I have a numpy array, and I would like to shuffle parts of it. For example, with the following array:
import numpy as np
import random
a = np.arange(15)
# => array([ 0, 1, 2, 3, 4, 5, 6, 7, 8, 9, 10, 11, 12, 13, 14])
I want to do:
shuffle_parts(a, [(0, 3), (10, 13)])
# => array([ 2, 0, 1, 3, 4, 5, 6, 7, 8, 9, 12, 11, 10, 13, 14])
# ^^^^^^^^^ ^^^^^^^^^^
# Shuffle those 3 values and those 3 values
The following would shuffle all the array: (Not what I want)
random.shuffle(a)
# => array([10, 11, 8, 1, 13, 5, 9, 14, 4, 7, 2, 12, 3, 0, 6])

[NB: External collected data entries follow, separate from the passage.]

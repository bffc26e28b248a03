use chrono::{DateTime, NaiveDate, Utc};
use hourglass_rs::SafeTimeProvider;
use serde::{Deserialize, Serialize};
use std::fmt;
use uuid::Uuid;

/// identity of the operator driving the console session
#[derive(Debug, Clone, PartialEq, Eq, Serialize, Deserialize)]
pub struct Operator {
    pub id: Uuid,
    pub name: String,
}

/// opaque bearer credentials forwarded to the backend
#[derive(Clone, PartialEq, Eq)]
pub struct Credentials {
    token: String,
}

impl Credentials {
    pub fn bearer(token: impl Into<String>) -> Self {
        Self { token: token.into() }
    }

    pub fn token(&self) -> &str {
        &self.token
    }
}

impl fmt::Debug for Credentials {
    fn fmt(&self, f: &mut fmt::Formatter<'_>) -> fmt::Result {
        f.write_str("Credentials(***)")
    }
}

/// execution context threaded through every fee operation
///
/// Carries the operator identity, the backend credentials and the clock. Nothing in the
/// crate reads session state from anywhere else.
pub struct ExecutionContext {
    operator: Operator,
    credentials: Credentials,
    time: SafeTimeProvider,
}

impl ExecutionContext {
    pub fn new(operator: Operator, credentials: Credentials, time: SafeTimeProvider) -> Self {
        Self {
            operator,
            credentials,
            time,
        }
    }

    pub fn operator(&self) -> &Operator {
        &self.operator
    }

    pub fn operator_id(&self) -> Uuid {
        self.operator.id
    }

    pub fn credentials(&self) -> &Credentials {
        &self.credentials
    }

    pub fn time(&self) -> &SafeTimeProvider {
        &self.time
    }

    pub fn now(&self) -> DateTime<Utc> {
        self.time.now()
    }

    pub fn today(&self) -> NaiveDate {
        self.time.now().date_naive()
    }
}
use std::collections::HashMap;
use uuid::Uuid;

use crate::allocation::{FeeAllocation, FeeStructure, NewFeeAllocation, NewFeeStructure, StudentFeeRecord};
use crate::context::ExecutionContext;
use crate::decimal::Money;
use crate::discounts::{DiscountRule, NewDiscountRule};
use crate::enrollment::Enrollment;
use crate::payments::{InstallmentPlan, PaymentRecord};
use crate::types::{AllocationId, BatchId, CourseId, DiscountId, DiscountScope, EnrollmentStatus, PaymentId, StudentId};

use super::backend::{CatalogEntry, FeeBackend, RemoteError, RemoteResult};

/// in-process system of record with failure injection
///
/// Failures are keyed by the trait method name, e.g. `"get_fee_discounts"`.
#[derive(Debug, Default)]
pub struct InMemoryBackend {
    courses: Vec<CatalogEntry>,
    batches: HashMap<CourseId, Vec<CatalogEntry>>,
    students: HashMap<BatchId, Vec<CatalogEntry>>,
    structures: Vec<FeeStructure>,
    fee_records: Vec<StudentFeeRecord>,
    discounts: Vec<DiscountRule>,
    payments: Vec<PaymentRecord>,
    enrollments: Vec<Enrollment>,
    failures: HashMap<&'static str, RemoteError>,
    offline: Option<RemoteError>,
}

impl InMemoryBackend {
    pub fn new() -> Self {
        Self::default()
    }

    pub fn add_course(&mut self, name: &str, base_fee: Option<Money>) -> CourseId {
        let id = Uuid::new_v4();
        self.courses.push(CatalogEntry {
            id,
            name: name.to_string(),
            amount: base_fee,
        });
        id
    }

    pub fn add_batch(&mut self, course_id: CourseId, name: &str) -> BatchId {
        let id = Uuid::new_v4();
        self.batches.entry(course_id).or_default().push(CatalogEntry {
            id,
            name: name.to_string(),
            amount: None,
        });
        id
    }

    pub fn add_student(&mut self, batch_id: BatchId, name: &str) -> StudentId {
        let id = Uuid::new_v4();
        self.students.entry(batch_id).or_default().push(CatalogEntry {
            id,
            name: name.to_string(),
            amount: None,
        });
        id
    }

    pub fn insert_fee_record(&mut self, record: StudentFeeRecord) {
        self.fee_records.push(record);
    }

    pub fn insert_discount(&mut self, rule: DiscountRule) {
        self.discounts.push(rule);
    }

    pub fn fee_records_for(&self, student_id: StudentId) -> Vec<StudentFeeRecord> {
        self.fee_records
            .iter()
            .filter(|r| r.student_id == student_id)
            .cloned()
            .collect()
    }

    pub fn structure_count(&self) -> usize {
        self.structures.len()
    }

    pub fn payment_count(&self) -> usize {
        self.payments.len()
    }

    pub fn enrollment_count(&self) -> usize {
        self.enrollments.len()
    }

    /// make one operation fail until cleared
    pub fn fail(&mut self, operation: &'static str, error: RemoteError) {
        self.failures.insert(operation, error);
    }

    pub fn clear_failures(&mut self) {
        self.failures.clear();
    }

    /// make every operation fail with `error`
    pub fn go_offline(&mut self, error: RemoteError) {
        self.offline = Some(error);
    }

    pub fn go_online(&mut self) {
        self.offline = None;
    }

    fn check(&self, operation: &'static str) -> RemoteResult<()> {
        if let Some(err) = &self.offline {
            return Err(err.clone());
        }
        match self.failures.get(operation) {
            Some(err) => Err(err.clone()),
            None => Ok(()),
        }
    }

    fn allocation_exists(&self, allocation_id: AllocationId) -> bool {
        self.fee_records.iter().any(|r| r.id == allocation_id)
    }
}

impl FeeBackend for InMemoryBackend {
    fn get_courses(&self, _ctx: &ExecutionContext) -> RemoteResult<Vec<CatalogEntry>> {
        self.check("get_courses")?;
        Ok(self.courses.clone())
    }

    fn get_batches_by_course(
        &self,
        _ctx: &ExecutionContext,
        course_id: CourseId,
    ) -> RemoteResult<Vec<CatalogEntry>> {
        self.check("get_batches_by_course")?;
        Ok(self.batches.get(&course_id).cloned().unwrap_or_default())
    }

    fn get_students_by_batch(
        &self,
        _ctx: &ExecutionContext,
        batch_id: BatchId,
    ) -> RemoteResult<Vec<CatalogEntry>> {
        self.check("get_students_by_batch")?;
        Ok(self.students.get(&batch_id).cloned().unwrap_or_default())
    }

    fn get_fee_allocations_for_student(
        &self,
        _ctx: &ExecutionContext,
        student_id: StudentId,
    ) -> RemoteResult<Vec<StudentFeeRecord>> {
        self.check("get_fee_allocations_for_student")?;
        Ok(self.fee_records_for(student_id))
    }

    fn create_fee_structure(
        &mut self,
        _ctx: &ExecutionContext,
        payload: &NewFeeStructure,
    ) -> RemoteResult<FeeStructure> {
        self.check("create_fee_structure")?;
        let structure = FeeStructure {
            id: Uuid::new_v4(),
            name: payload.name.clone(),
            course_id: payload.course_id,
            batch_id: payload.batch_id,
            total_amount: payload.total_amount,
            currency: payload.currency.clone(),
            is_active: payload.is_active,
        };
        self.structures.push(structure.clone());
        Ok(structure)
    }

    fn create_fee_allocation(
        &mut self,
        _ctx: &ExecutionContext,
        payload: &NewFeeAllocation,
    ) -> RemoteResult<FeeAllocation> {
        self.check("create_fee_allocation")?;
        if !self.structures.iter().any(|s| s.id == payload.fee_structure_id) {
            return Err(RemoteError::not_found(format!("fee structure {}", payload.fee_structure_id)));
        }
        let allocation = FeeAllocation {
            id: Uuid::new_v4(),
            student_id: payload.student_id,
            fee_structure_id: payload.fee_structure_id,
            original_amount: payload.original_amount,
            payable_amount: payload.payable_amount,
            total_discount: payload.total_discount,
            total_surcharge: payload.total_surcharge,
        };
        self.fee_records.push(StudentFeeRecord::from_allocation(&allocation));
        Ok(allocation)
    }

    fn create_installment_plan(
        &mut self,
        _ctx: &ExecutionContext,
        student_id: StudentId,
        payload: &InstallmentPlan,
    ) -> RemoteResult<InstallmentPlan> {
        self.check("create_installment_plan")?;
        let record = self
            .fee_records
            .iter_mut()
            .find(|r| r.id == payload.allocation_id && r.student_id == student_id)
            .ok_or_else(|| RemoteError::not_found(format!("allocation {}", payload.allocation_id)))?;
        record.installments = payload.installments.clone();
        record.plan_type = Some(payload.plan_type);
        Ok(payload.clone())
    }

    fn get_fee_discounts(
        &self,
        _ctx: &ExecutionContext,
        scope: DiscountScope,
        scope_id: Uuid,
    ) -> RemoteResult<Vec<DiscountRule>> {
        self.check("get_fee_discounts")?;
        Ok(self
            .discounts
            .iter()
            .filter(|d| d.scope == scope && d.scope_id == scope_id)
            .cloned()
            .collect())
    }

    fn create_fee_discount(
        &mut self,
        _ctx: &ExecutionContext,
        payload: &NewDiscountRule,
    ) -> RemoteResult<DiscountRule> {
        self.check("create_fee_discount")?;
        let rule = DiscountRule {
            id: Uuid::new_v4(),
            fee_structure_id: payload.fee_structure_id,
            scope: payload.scope,
            scope_id: payload.scope_id,
            discount_type: payload.discount_type,
            value: payload.value,
            admission_fee: payload.admission_fee,
            is_active: true,
        };
        self.discounts.push(rule.clone());
        Ok(rule)
    }

    fn delete_fee_discount(&mut self, _ctx: &ExecutionContext, id: DiscountId) -> RemoteResult<()> {
        self.check("delete_fee_discount")?;
        let before = self.discounts.len();
        self.discounts.retain(|d| d.id != id);
        if self.discounts.len() == before {
            return Err(RemoteError::not_found(format!("discount {id}")));
        }
        Ok(())
    }

    fn record_payment(
        &mut self,
        _ctx: &ExecutionContext,
        allocation_id: AllocationId,
        payload: &PaymentRecord,
    ) -> RemoteResult<PaymentRecord> {
        self.check("record_payment")?;
        if !self.allocation_exists(allocation_id) {
            return Err(RemoteError::not_found(format!("allocation {allocation_id}")));
        }
        let duplicate = self
            .payments
            .iter()
            .any(|p| p.allocation_id == allocation_id && p.reference == payload.reference);
        if duplicate {
            return Err(RemoteError::conflict(format!(
                "reference {} already recorded",
                payload.reference
            )));
        }
        let record = PaymentRecord {
            allocation_id,
            ..payload.clone()
        };
        self.payments.push(record.clone());
        Ok(record)
    }

    fn get_payments(
        &self,
        _ctx: &ExecutionContext,
        allocation_id: AllocationId,
    ) -> RemoteResult<Vec<PaymentRecord>> {
        self.check("get_payments")?;
        Ok(self
            .payments
            .iter()
            .filter(|p| p.allocation_id == allocation_id)
            .cloned()
            .collect())
    }

    fn initiate_refund(
        &mut self,
        _ctx: &ExecutionContext,
        payment_id: PaymentId,
        payload: &PaymentRecord,
    ) -> RemoteResult<PaymentRecord> {
        self.check("initiate_refund")?;
        if !self.payments.iter().any(|p| p.id == payment_id) {
            return Err(RemoteError::not_found(format!("payment {payment_id}")));
        }
        self.payments.push(payload.clone());
        Ok(payload.clone())
    }

    fn enroll(&mut self, _ctx: &ExecutionContext, payload: &Enrollment) -> RemoteResult<Enrollment> {
        self.check("enroll")?;
        let existing = self
            .enrollments
            .iter_mut()
            .find(|e| e.batch_id == payload.batch_id && e.student_id == payload.student_id);
        match existing {
            Some(enrollment) => {
                enrollment.status = EnrollmentStatus::Active;
                Ok(enrollment.clone())
            }
            None => {
                self.enrollments.push(payload.clone());
                Ok(payload.clone())
            }
        }
    }

    fn unenroll(
        &mut self,
        _ctx: &ExecutionContext,
        batch_id: BatchId,
        student_id: StudentId,
    ) -> RemoteResult<()> {
        self.check("unenroll")?;
        let enrollment = self
            .enrollments
            .iter_mut()
            .find(|e| e.batch_id == batch_id && e.student_id == student_id)
            .ok_or_else(|| RemoteError::not_found(format!("enrollment of {student_id} in {batch_id}")))?;
        enrollment.status = EnrollmentStatus::Withdrawn;
        Ok(())
    }

    fn get_enrollments(
        &self,
        _ctx: &ExecutionContext,
        batch_id: BatchId,
    ) -> RemoteResult<Vec<Enrollment>> {
        self.check("get_enrollments")?;
        Ok(self
            .enrollments
            .iter()
            .filter(|e| e.batch_id == batch_id)
            .cloned()
            .collect())
    }
}
//! serializable statement views

use chrono::{DateTime, NaiveDate, Utc};
use serde::{Deserialize, Serialize};

use crate::allocation::StudentFeeRecord;
use crate::decimal::Money;
use crate::errors::Result;
use crate::payments::{
    AllocationBalance, Installment, InstallmentWaterfall, PaymentKind, PaymentRecord,
};
use crate::store::{Origin, Persisted};
use crate::types::{
    AllocationId, AllocationStatus, InstallmentStatus, PaymentId, PaymentMode, PlanType, StudentId,
};

/// one allocation with its derived installment states and ledger
#[derive(Debug, Clone, PartialEq, Serialize, Deserialize)]
pub struct AllocationStatement {
    pub allocation_id: AllocationId,
    pub student_id: StudentId,
    pub allocation_origin: Origin,
    pub amounts: AmountView,
    pub plan: Option<PlanView>,
    pub payments: Vec<PaymentLine>,
    pub balance: BalanceView,
    pub anomalies: Vec<String>,
    pub generated_at: DateTime<Utc>,
}

#[derive(Debug, Clone, PartialEq, Serialize, Deserialize)]
pub struct AmountView {
    pub total_amount: Money,
    pub total_discount: Money,
    pub total_surcharge: Money,
    pub payable_amount: Money,
}

#[derive(Debug, Clone, PartialEq, Serialize, Deserialize)]
pub struct PlanView {
    pub plan_type: Option<PlanType>,
    pub origin: Origin,
    pub total: Money,
    pub installments: Vec<InstallmentLine>,
}

#[derive(Debug, Clone, PartialEq, Serialize, Deserialize)]
pub struct InstallmentLine {
    pub name: String,
    pub amount: Money,
    pub due_date: Option<NaiveDate>,
    pub status: InstallmentStatus,
    pub paid: Money,
    pub due: Money,
}

#[derive(Debug, Clone, PartialEq, Serialize, Deserialize)]
pub struct PaymentLine {
    pub id: PaymentId,
    pub amount: Money,
    pub date: NaiveDate,
    pub mode: PaymentMode,
    pub reference: String,
    #[serde(flatten)]
    pub kind: PaymentKind,
    pub origin: Origin,
}

#[derive(Debug, Clone, PartialEq, Serialize, Deserialize)]
pub struct BalanceView {
    pub total_paid: Money,
    pub pending: Money,
    pub excess_paid: Money,
    pub status: AllocationStatus,
}

/// installments to project, with where they were read from
#[derive(Debug, Clone, PartialEq)]
pub struct PlanSource {
    pub plan_type: Option<PlanType>,
    pub installments: Vec<Installment>,
    pub origin: Origin,
}

impl AllocationStatement {
    pub fn build(
        record: &Persisted<StudentFeeRecord>,
        plan: Option<PlanSource>,
        payments: &[Persisted<PaymentRecord>],
        schedule_tolerance: Money,
        generated_at: DateTime<Utc>,
    ) -> Self {
        let fee = &record.record;
        let ledger: Vec<PaymentRecord> = payments.iter().map(|p| p.record.clone()).collect();
        let balance = AllocationBalance::new(fee.id, fee.payable_amount, &ledger);

        let mut anomalies = Vec::new();
        if balance.paid.is_clamped() {
            anomalies.push(format!(
                "ledger sums to {}; paid total clamped at 0",
                balance.paid.raw
            ));
        }
        if balance.excess_paid().is_positive() {
            anomalies.push(format!(
                "paid {} exceeds payable {} by {}",
                balance.total_paid(),
                balance.payable,
                balance.excess_paid()
            ));
        }

        let plan = plan.filter(|p| !p.installments.is_empty()).map(|source| {
            let total: Money = source.installments.iter().map(|i| i.amount).sum();
            if !total.within(fee.payable_amount, schedule_tolerance) {
                anomalies.push(format!(
                    "installments sum to {} but payable is {}",
                    total, fee.payable_amount
                ));
            }
            let projected = InstallmentWaterfall::apply(&source.installments, balance.total_paid());
            PlanView {
                plan_type: source.plan_type,
                origin: source.origin,
                total,
                installments: projected
                    .states
                    .into_iter()
                    .map(|state| InstallmentLine {
                        name: state.installment.name,
                        amount: state.installment.amount,
                        due_date: state.installment.due_date,
                        status: state.status,
                        paid: state.paid_portion,
                        due: state.due_portion,
                    })
                    .collect(),
            }
        });

        Self {
            allocation_id: fee.id,
            student_id: fee.student_id,
            allocation_origin: record.origin,
            amounts: AmountView {
                total_amount: fee.total_amount,
                total_discount: fee.total_discount,
                total_surcharge: fee.total_surcharge,
                payable_amount: fee.payable_amount,
            },
            plan,
            payments: payments
                .iter()
                .map(|p| PaymentLine {
                    id: p.record.id,
                    amount: p.record.amount,
                    date: p.record.date,
                    mode: p.record.mode,
                    reference: p.record.reference.clone(),
                    kind: p.record.kind,
                    origin: p.origin,
                })
                .collect(),
            balance: BalanceView {
                total_paid: balance.total_paid(),
                pending: balance.pending(),
                excess_paid: balance.excess_paid(),
                status: balance.status(),
            },
            anomalies,
            generated_at,
        }
    }

    /// entries the backend has not acknowledged yet
    pub fn unsynced_count(&self) -> usize {
        let plan = self
            .plan
            .as_ref()
            .map_or(0, |p| usize::from(p.origin == Origin::Fallback));
        let payments = self.payments.iter().filter(|p| p.origin == Origin::Fallback).count();
        usize::from(self.allocation_origin == Origin::Fallback) + plan + payments
    }

    pub fn to_json_pretty(&self) -> Result<String> {
        Ok(serde_json::to_string_pretty(self)?)
    }
}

One way would be to use split / concatenate like so:
splits = np.split(a, 5)
random.shuffle(splits[0])
random.shuffle(splits[3])
np.concatenate(splits)
# => array([ 2, 0, 1, 3, 4, 5, 6, 7, 8, 11, 10, 9, 12, 13, 14])
# ^^^^^^^^^ ^^^^^^^^^^
# Correctly shuffled Shuffled but off by 1 index
This is almost what I want. My questions:
- Can I write
shuffle_partswhere the indices are custom (parts with arbitrary indices, not restricted to modulos, and parts with varying length) - Is there a method in numpy that I missed and that would help me do that?